The plant is stenophylla coffee or Coffea stenophylla, a wild and relatively rare species found in Upper West Africa. Compared with the more commonly used coffee plants, it's better equipped to handle climate shifts.
What's more, it has a similar flavor to high-quality Arabica coffee made from the arabica (C. arabica) plant, so it should keep connoisseurs of the hot beverage satisfied as well. Arabica - currently dominating 75 percent of the market - is one of the varieties particularly under threat from climate change, as the plant needs very specific conditions to grow.
"This species substantially broadens the climate envelope for high-quality coffee and could provide an important resource for the development of climate-resilient coffee crop plants," write the researchers in their paper.
The stenophylla plant is actually in the process of making a dramatic comeback: it was previously thought that it had died out everywhere except in the Ivory Coast, with very little information published on it for several decades. However, the variety was recently rediscovered in Sierra Leone.
Scientists tested samples of C. stenophylla to figure out its taste, and ran models to assess the sort of conditions it could grow under. It can manage temperatures of up to 24.9 °C or 76.8 °F - warmer conditions than either C. arabica or C. canephora (what we know as robusta) variety.
Earlier research suggests the stenophylla plant can survive periods of drought and is also partially resistant to coffee leaf rust, so it has many credentials that make it a possible option for coffee production in more challenging conditions – if we can grow enough of it.
"Poor yield has been given as the main reason stenophylla failed to become established as a major global coffee crop species, although competition from robusta coffee, whose early progress towards becoming a global commodity coincides with the decline of stenophylla farming, is likely to be a major contributing factor," write the researchers.

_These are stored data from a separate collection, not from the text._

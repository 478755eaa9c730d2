//! Filesystem log discovery.
//!
//! Walks the search paths recursively and keeps files whose first line
//! starts with the marker registered for the requested category.

use super::{LogFile, LogFinder};
use crate::utils::config::{DEFAULT_MAX_FILE_SIZE, SEARCH_PATTERNS};
use crate::utils::error::DiscoveryError;
use log::{debug, info, warn};
use std::fs;
use std::path::{Path, PathBuf};

/// Recursive filesystem log finder
#[derive(Debug, Clone)]
pub struct FsLogFinder {
    pub search_paths: Vec<PathBuf>,
    pub max_file_size: u64,
}

impl FsLogFinder {
    pub fn new<I, P>(search_paths: I) -> Self
    where
        I: IntoIterator<Item = P>,
        P: Into<PathBuf>,
    {
        Self {
            search_paths: search_paths.into_iter().map(Into::into).collect(),
            max_file_size: DEFAULT_MAX_FILE_SIZE,
        }
    }

    pub fn with_max_file_size(mut self, max_file_size: u64) -> Self {
        self.max_file_size = max_file_size;
        self
    }

    /// Check a single file and read it if it matches
    ///
    /// **Private** - internal helper for find_log_files
    fn match_file(&self, path: &Path, base: &Path, marker: &str) -> Option<LogFile> {
        let size = match fs::metadata(path) {
            Ok(meta) => meta.len(),
            Err(e) => {
                warn!("Skipping {}: {}", path.display(), e);
                return None;
            }
        };
        if size > self.max_file_size {
            warn!(
                "Skipping {} ({} bytes exceeds limit of {} bytes)",
                path.display(),
                size,
                self.max_file_size
            );
            return None;
        }

        let bytes = match fs::read(path) {
            Ok(bytes) => bytes,
            Err(e) => {
                warn!("Skipping unreadable file {}: {}", path.display(), e);
                return None;
            }
        };
        let Ok(content) = String::from_utf8(bytes) else {
            debug!("Skipping non UTF-8 file: {}", path.display());
            return None;
        };

        let first_line = content.lines().next().unwrap_or("");
        if !first_line.starts_with(marker) {
            return None;
        }

        let fn_name = path
            .file_name()
            .map(|n| n.to_string_lossy().into_owned())
            .unwrap_or_default();
        let root = path
            .parent()
            .and_then(|p| p.strip_prefix(base).ok())
            .map(Path::to_path_buf)
            .unwrap_or_default();

        debug!("Matched log file: {}", path.display());
        Some(LogFile {
            fn_name,
            root,
            content,
        })
    }
}

impl LogFinder for FsLogFinder {
    fn find_log_files(&self, category: &str) -> Result<Vec<LogFile>, DiscoveryError> {
        let marker = SEARCH_PATTERNS
            .iter()
            .find(|(tag, _)| *tag == category)
            .map(|(_, marker)| *marker)
            .ok_or_else(|| DiscoveryError::UnknownCategory(category.to_string()))?;

        let mut found = Vec::new();
        for search_path in &self.search_paths {
            if !search_path.exists() {
                return Err(DiscoveryError::MissingPath(search_path.clone()));
            }

            let mut files = Vec::new();
            collect_files(search_path, &mut files);
            files.sort();

            // A single file argument is its own base
            let base = if search_path.is_file() {
                search_path.parent().unwrap_or(search_path)
            } else {
                search_path.as_path()
            };

            for path in files {
                if let Some(log) = self.match_file(&path, base, marker) {
                    found.push(log);
                }
            }
        }

        info!("Found {} log files for {}", found.len(), category);
        Ok(found)
    }
}

/// Recursively gather regular files under `path`
///
/// Symlinked directories are not descended into. Entries that cannot be
/// listed are skipped with a warning.
///
/// **Private** - internal helper for find_log_files
fn collect_files(path: &Path, out: &mut Vec<PathBuf>) {
    if path.is_file() {
        out.push(path.to_path_buf());
        return;
    }

    let entries = match fs::read_dir(path) {
        Ok(entries) => entries,
        Err(e) => {
            warn!("Skipping unreadable directory {}: {}", path.display(), e);
            return;
        }
    };

    for entry in entries {
        let entry = match entry {
            Ok(entry) => entry,
            Err(e) => {
                warn!("Skipping entry in {}: {}", path.display(), e);
                continue;
            }
        };
        let file_type = match entry.file_type() {
            Ok(file_type) => file_type,
            Err(e) => {
                warn!("Skipping {}: {}", entry.path().display(), e);
                continue;
            }
        };

        let entry_path = entry.path();
        if file_type.is_dir() {
            collect_files(&entry_path, out);
        } else if file_type.is_symlink() {
            // Linked files are read, linked directories could loop
            if entry_path.is_file() {
                out.push(entry_path);
            } else {
                debug!("Not following symlink: {}", entry_path.display());
            }
        } else if file_type.is_file() {
            out.push(entry_path);
        }
    }
}

#[cfg(test)]
mod tests {
    use super::*;
    use crate::utils::config::FRAGMENT_SIZE_CATEGORY;

    const LOG: &str = "#bamPEFragmentSize\nSize\tOccurrences\tSample\n100\t5\t/a/s1.bam\n";

    #[test]
    fn test_finds_matching_files_recursively() {
        let dir = tempfile::tempdir().unwrap();
        fs::create_dir_all(dir.path().join("run1")).unwrap();
        fs::write(dir.path().join("run1/frags.txt"), LOG).unwrap();
        fs::write(dir.path().join("other.txt"), "not a log\n").unwrap();

        let finder = FsLogFinder::new([dir.path()]);
        let found = finder.find_log_files(FRAGMENT_SIZE_CATEGORY).unwrap();

        assert_eq!(found.len(), 1);
        assert_eq!(found[0].fn_name, "frags.txt");
        assert_eq!(found[0].root, PathBuf::from("run1"));
        assert_eq!(found[0].content, LOG);
    }

    #[test]
    fn test_unknown_category() {
        let dir = tempfile::tempdir().unwrap();
        let finder = FsLogFinder::new([dir.path()]);
        let result = finder.find_log_files("nope/nothing");
        assert!(matches!(result, Err(DiscoveryError::UnknownCategory(_))));
    }

    #[test]
    fn test_missing_search_path() {
        let finder = FsLogFinder::new(["/definitely/not/here/fragsize"]);
        let result = finder.find_log_files(FRAGMENT_SIZE_CATEGORY);
        assert!(matches!(result, Err(DiscoveryError::MissingPath(_))));
    }

    #[test]
    fn test_oversized_file_skipped() {
        let dir = tempfile::tempdir().unwrap();
        fs::write(dir.path().join("frags.txt"), LOG).unwrap();

        let finder = FsLogFinder::new([dir.path()]).with_max_file_size(4);
        let found = finder.find_log_files(FRAGMENT_SIZE_CATEGORY).unwrap();
        assert!(found.is_empty());
    }

    #[test]
    fn test_single_file_search_path() {
        let dir = tempfile::tempdir().unwrap();
        let file = dir.path().join("frags.txt");
        fs::write(&file, LOG).unwrap();

        let finder = FsLogFinder::new([&file]);
        let found = finder.find_log_files(FRAGMENT_SIZE_CATEGORY).unwrap();

        assert_eq!(found.len(), 1);
        assert_eq!(found[0].root, PathBuf::new());
    }

    #[cfg(unix)]
    #[test]
    fn test_symlink_cycle_not_followed() {
        let dir = tempfile::tempdir().unwrap();
        fs::create_dir_all(dir.path().join("run")).unwrap();
        fs::write(dir.path().join("run/a.txt"), LOG).unwrap();
        std::os::unix::fs::symlink("..", dir.path().join("run/up")).unwrap();

        let finder = FsLogFinder::new([dir.path()]);
        let found = finder.find_log_files(FRAGMENT_SIZE_CATEGORY).unwrap();

        assert_eq!(found.len(), 1);
        assert_eq!(found[0].root, PathBuf::from("run"));
    }

    #[cfg(unix)]
    #[test]
    fn test_symlinked_file_is_read() {
        let dir = tempfile::tempdir().unwrap();
        let target = tempfile::tempdir().unwrap();
        fs::write(target.path().join("frags.txt"), LOG).unwrap();
        std::os::unix::fs::symlink(target.path().join("frags.txt"), dir.path().join("link.txt")).unwrap();

        let finder = FsLogFinder::new([dir.path()]);
        let found = finder.find_log_files(FRAGMENT_SIZE_CATEGORY).unwrap();

        assert_eq!(found.len(), 1);
        assert_eq!(found[0].fn_name, "link.txt");
    }

    #[test]
    fn test_unreadable_file_skipped() {
        let dir = tempfile::tempdir().unwrap();
        let finder = FsLogFinder::new([dir.path()]);

        let vanished = dir.path().join("gone.txt");
        assert!(finder.match_file(&vanished, dir.path(), "#bamPEFragmentSize").is_none());
    }

    #[test]
    fn test_unreadable_directory_skipped() {
        let dir = tempfile::tempdir().unwrap();
        fs::write(dir.path().join("frags.txt"), LOG).unwrap();

        let mut files = Vec::new();
        collect_files(&dir.path().join("gone"), &mut files);
        assert!(files.is_empty());

        collect_files(dir.path(), &mut files);
        assert_eq!(files.len(), 1);
    }
}
//! Output writers for parsed data and reports.
//!
//! This module handles writing data to disk in various formats:
//! - JSON histogram exports
//! - HTML reports with inline SVG charts

pub mod html;
pub mod json;

// Re-export main functions
pub use html::{DataSource, HtmlReport};
pub use json::{read_histograms_json, write_histograms_json};
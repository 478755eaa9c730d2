//! Error types for the entire application.
//!
//! We use `thiserror` for library-style errors with custom types,
//! and `anyhow` for application-level error propagation in main.rs and commands.

use std::path::PathBuf;
use thiserror::Error;

/// Errors that can occur while discovering log files
#[derive(Error, Debug)]
pub enum DiscoveryError {
    #[error("Unknown log category: {0}")]
    UnknownCategory(String),

    #[error("Search path does not exist: {}", .0.display())]
    MissingPath(PathBuf),

    #[error("IO error: {0}")]
    IoError(#[from] std::io::Error),
}

/// Errors that can occur while rendering a plot
#[derive(Error, Debug)]
pub enum PlotError {
    #[error("No data to plot")]
    EmptyData,

    #[error("Invalid plot configuration: {0}")]
    InvalidConfig(String),
}

/// Errors raised by a report host when registering sections
#[derive(Error, Debug)]
pub enum ReportError {
    #[error("Duplicate section anchor: {0}")]
    DuplicateAnchor(String),

    #[error("Failed to render plot: {0}")]
    PlotFailed(#[from] PlotError),
}

/// Errors that can occur during file output
#[derive(Error, Debug)]
pub enum OutputError {
    #[error("Failed to write file: {0}")]
    WriteFailed(#[from] std::io::Error),

    #[error("Failed to serialize JSON: {0}")]
    SerializationFailed(#[from] serde_json::Error),

    #[error("Invalid output path: {0}")]
    InvalidPath(String),

    #[error("Failed to render report: {0}")]
    RenderFailed(#[from] PlotError),
}

/// Errors surfaced by a module parse pass
#[derive(Error, Debug)]
pub enum ModuleError {
    #[error("Log discovery failed: {0}")]
    Discovery(#[from] DiscoveryError),

    #[error("Section registration failed: {0}")]
    Report(#[from] ReportError),
}
//! CLI command implementations.
//!
//! Commands orchestrate the various library components to perform user tasks.

pub mod models;
pub mod report;
pub mod utils;

// Re-export main command functions
pub use models::ReportArgs;
pub use report::{execute_report, format_summary, validate_args};
pub use utils::{display_version, validate_export_file};
//! HTML report host.
//!
//! Collects data sources and sections during a parse pass, then writes a
//! single self-contained HTML page with each section's SVG inlined.

use super::json::prepare_output_path;
use crate::host::{LogFile, ReportHost, ReportSection};
use crate::plot::linegraph::escape;
use crate::utils::error::{OutputError, ReportError};
use log::{debug, info};
use std::fmt::Write as FmtWrite;
use std::fs::File;
use std::io::{BufWriter, Write};
use std::path::{Path, PathBuf};

/// Provenance record for one contributing file
#[derive(Debug, Clone, PartialEq, Eq)]
pub struct DataSource {
    pub section: String,
    pub sample_file: PathBuf,
}

/// Report host that renders to HTML
#[derive(Debug, Clone)]
pub struct HtmlReport {
    pub title: String,
    sources: Vec<DataSource>,
    sections: Vec<ReportSection>,
}

impl Default for HtmlReport {
    fn default() -> Self {
        Self {
            title: "Fragment size report".to_string(),
            sources: Vec::new(),
            sections: Vec::new(),
        }
    }
}

impl HtmlReport {
    pub fn new() -> Self {
        Self::default()
    }

    pub fn with_title(mut self, title: impl Into<String>) -> Self {
        self.title = title.into();
        self
    }

    pub fn sources(&self) -> &[DataSource] {
        &self.sources
    }

    pub fn sections(&self) -> &[ReportSection] {
        &self.sections
    }

    /// Render the whole report to a string
    pub fn render(&self) -> Result<String, OutputError> {
        let mut html = String::with_capacity(64 * 1024);
        let title = escape(&self.title);

        // Writing into a String cannot fail
        let _ = writeln!(html, "<!DOCTYPE html>");
        let _ = writeln!(html, "<html lang=\"en\">");
        let _ = writeln!(html, "<head>");
        let _ = writeln!(html, "<meta charset=\"utf-8\"/>");
        let _ = writeln!(html, "<title>{}</title>", title);
        let _ = writeln!(html, "<style>");
        let _ = writeln!(html, "body{{font-family:Arial,Helvetica,sans-serif;margin:20px;color:#222;}}");
        let _ = writeln!(html, ".desc{{color:#444;font-size:13px;margin:4px 0 10px 0;}}");
        let _ = writeln!(html, ".sources{{border-collapse:collapse;font-size:12px;}}");
        let _ = writeln!(html, ".sources th,.sources td{{border:1px solid #ddd;padding:4px 6px;text-align:left;}}");
        let _ = writeln!(html, "</style>");
        let _ = writeln!(html, "</head>");
        let _ = writeln!(html, "<body>");
        let _ = writeln!(html, "<h1>{}</h1>", title);
        let _ = writeln!(
            html,
            "<div class=\"desc\">Generated {}</div>",
            chrono::Utc::now().format("%Y-%m-%d %H:%M:%S UTC")
        );

        if self.sections.is_empty() {
            let _ = writeln!(html, "<p>No sections were generated.</p>");
        }

        for section in &self.sections {
            let svg = section.plot.render_svg()?;
            let _ = writeln!(html, "<h2 id=\"{}\">{}</h2>", escape(&section.anchor), escape(&section.name));
            let _ = writeln!(html, "<div class=\"desc\">{}</div>", escape(&section.description));
            let _ = writeln!(html, "<div class=\"plot\">{}</div>", svg);
        }

        if !self.sources.is_empty() {
            let _ = writeln!(html, "<h2 id=\"data_sources\">Data sources</h2>");
            let _ = writeln!(html, "<table class=\"sources\">");
            let _ = writeln!(html, "<tr><th>Section</th><th>File</th></tr>");
            for source in &self.sources {
                let _ = writeln!(
                    html,
                    "<tr><td>{}</td><td>{}</td></tr>",
                    escape(&source.section),
                    escape(&source.sample_file.display().to_string())
                );
            }
            let _ = writeln!(html, "</table>");
        }

        let _ = writeln!(html, "</body>");
        let _ = writeln!(html, "</html>");
        Ok(html)
    }

    /// Render and write the report to disk
    ///
    /// # Errors
    /// * `OutputError::InvalidPath` - Path is invalid
    /// * `OutputError::RenderFailed` - A section's plot could not be rendered
    /// * `OutputError::WriteFailed` - I/O error during write
    pub fn write(&self, output_path: impl AsRef<Path>) -> Result<(), OutputError> {
        let output_path = output_path.as_ref();

        info!("Writing HTML report to: {}", output_path.display());

        prepare_output_path(output_path)?;
        let html = self.render()?;

        let file = File::create(output_path)
            .map_err(OutputError::WriteFailed)?;
        let mut writer = BufWriter::new(file);
        writer.write_all(html.as_bytes())
            .map_err(OutputError::WriteFailed)?;
        writer.flush()
            .map_err(OutputError::WriteFailed)?;

        info!("Report written successfully ({:.2} KB)", html.len() as f64 / 1024.0);
        Ok(())
    }
}

impl ReportHost for HtmlReport {
    fn add_data_source(&mut self, file: &LogFile, section: &str) {
        debug!("Data source for {}: {}", section, file.path().display());
        self.sources.push(DataSource {
            section: section.to_string(),
            sample_file: file.path(),
        });
    }

    fn add_section(&mut self, section: ReportSection) -> Result<(), ReportError> {
        if self.sections.iter().any(|s| s.anchor == section.anchor) {
            return Err(ReportError::DuplicateAnchor(section.anchor));
        }
        // Fail at registration rather than at write time
        section.plot.render_svg()?;
        self.sections.push(section);
        Ok(())
    }
}

#[cfg(test)]
mod tests {
    use super::*;
    use crate::parser::schema::{Histogram, SampleHistograms};
    use crate::plot::{plot, LineGraphConfig};

    fn section(anchor: &str) -> ReportSection {
        let mut data = SampleHistograms::new();
        data.insert("s1".to_string(), [(100, 5)].into_iter().collect::<Histogram>());
        ReportSection {
            name: "Fragments".to_string(),
            anchor: anchor.to_string(),
            description: "desc".to_string(),
            plot: plot(&data, LineGraphConfig::new("p")),
        }
    }

    #[test]
    fn test_duplicate_anchor_rejected() {
        let mut report = HtmlReport::new();
        report.add_section(section("a")).unwrap();
        let result = report.add_section(section("a"));
        assert!(matches!(result, Err(ReportError::DuplicateAnchor(_))));
    }

    #[test]
    fn test_empty_plot_rejected() {
        let mut report = HtmlReport::new();
        let mut empty = section("a");
        empty.plot.series.clear();
        assert!(matches!(report.add_section(empty), Err(ReportError::PlotFailed(_))));
    }

    #[test]
    fn test_render_contains_sections_and_sources() {
        let mut report = HtmlReport::new().with_title("Run <1>");
        report.add_data_source(&LogFile::new("f.txt", "run1", ""), "frags");
        report.add_section(section("frag_anchor")).unwrap();

        let html = report.render().unwrap();
        assert!(html.contains("<title>Run &lt;1&gt;</title>"));
        assert!(html.contains("id=\"frag_anchor\""));
        assert!(html.contains("<svg"));
        assert!(html.contains("run1/f.txt"));
    }

    #[test]
    fn test_write_report() {
        let temp_dir = tempfile::tempdir().unwrap();
        let path = temp_dir.path().join("out/report.html");
        let mut report = HtmlReport::new();
        report.add_section(section("a")).unwrap();

        report.write(&path).unwrap();
        assert!(path.exists());
    }
}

Stenophylla coffee has also proved popular with coffee tasting experts in blind taste tests carried out over the past year, the researchers report. Further down the line, the plant could be cross-bred to add extra climate resilience to other species.
Switching to more hardy coffee species is only one option that the industry is looking at: relocating coffee bean farming and adapting different aspects of coffee bean production are ideas that are also being considered, though the best route of all would be to tackle the root cause of it all - the devastating effects of climate change.
Seedlings are now being planted to assess the viability of stenophylla as a high-quality source of coffee in the future – though it might be a while before anyone except researchers and experts get to have a taste.
"It's not going to be in coffee shops in the next couple of years, but I think within five to seven years we'll see it entering the market as a niche coffee, as a high value coffee, and then after that I think it will be more common," Aaron Davis, the head of coffee research at the Royal Botanic Gardens in the UK, told BBC News.
The research has been published in Nature Plants.